Why caste matters: On Dowry deaths in Kerala

by Karthika Jayakumar and Sivakami

Marriage Dowry

Recent events have coerced Keralites to reflect on the façade of progressiveness borne so proudly by the State. Lauded for its development experience, the continued prevalence of crimes like dowry deaths are reminders of the skewed power structures and deep-rooted patriarchy that has a stronghold here. The tipping point was on June 21, when 24-year-old Vismaya V Nair took her life a few days after sharing photos and WhatsApp chats with her family about being subjected to abuse at the hands of her husband, over the latter’s distaste regarding the ‘insufficient’ dowry that was given to him. This was closely followed by the death of two more women for similar reasons.

In the multitude of heated debates and arguments that followed the case, on social media and mainstream news channels alike, caste as a vantage point was conveniently obfuscated. Victim blaming and gaslighting were the dominant tones that surrounded the outrage against the case which revealed our internalized misogyny and prejudices when it comes to issues of dowry and domestic violence.

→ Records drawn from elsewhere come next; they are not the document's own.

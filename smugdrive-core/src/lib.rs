mod drive;
mod signer;
mod smugmug;
mod status;

pub use drive::{
    DriveClient, DriveError, DriveFile, FOLDER_MIME_TYPE, escape_query_value, file_query,
    folder_query,
};
pub use signer::{ApiKeySigner, RequestSigner, StaticAuthorization};
pub use smugmug::{
    Album, AlbumImage, ImageUris, Page, SmugMugClient, SmugMugError, UriRef, User, UserUris,
};
pub use status::{ApiErrorClass, classify_api_status};
use std::time::SystemTime;

use reqwest::StatusCode;
use reqwest::header::{HeaderMap, RETRY_AFTER};

#[derive(Debug, Clone, Copy, PartialEq, Eq)]
pub enum ApiErrorClass {
    Auth,
    RateLimit,
    Transient,
    Permanent,
}

pub fn classify_api_status(status: StatusCode) -> ApiErrorClass {
    if matches!(status, StatusCode::UNAUTHORIZED | StatusCode::FORBIDDEN) {
        ApiErrorClass::Auth
    } else if status == StatusCode::TOO_MANY_REQUESTS {
        ApiErrorClass::RateLimit
    } else if status.is_server_error()
        || matches!(
            status,
            StatusCode::REQUEST_TIMEOUT | StatusCode::CONFLICT | StatusCode::TOO_EARLY
        )
    {
        ApiErrorClass::Transient
    } else {
        ApiErrorClass::Permanent
    }
}

/// Reads `Retry-After` as either delta-seconds or an HTTP-date.
pub(crate) fn retry_after_secs(headers: &HeaderMap) -> Option<u64> {
    let value = headers.get(RETRY_AFTER)?.to_str().ok()?.trim();
    if let Ok(seconds) = value.parse::<u64>() {
        return Some(seconds);
    }
    let at = httpdate::parse_http_date(value).ok()?;
    Some(
        at.duration_since(SystemTime::now())
            .map(|d| d.as_secs())
            .unwrap_or(0),
    )
}

/// Transport failures other than body decoding are worth another attempt.
pub(crate) fn transport_is_retryable(err: &reqwest::Error) -> bool {
    !err.is_decode() && !err.is_builder()
}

Maintaining caste hierarchy through dowry exchange

In the ensuing conversations, victim-blaming was a dominant tendency. Gaslighting the victim is not only patronizing but also re-affirms the age-old trope of declaring the victim to be mentally unsound when she is driven to suicide. This doesn’t hold the patriarchal husband figure (the perpetrator) accountable. His sense of entitlement and impunity are fuelled by the upper-caste Hindu family structure. Conventional Hindu marriages are cis-het, caste endogamous unions that don’t have much to do with love. Monopoly over property ownership and lineage concerns are at the core of such matchmaking and dowry is rooted in this political economy of marriage. Caste associations often enforce property agreements through endogamy while also popularizing a ‘sacramental’ union. Such dowry exchange also includes assessing masculine and feminine attributes along with evaluating the wealth status of prospective partners.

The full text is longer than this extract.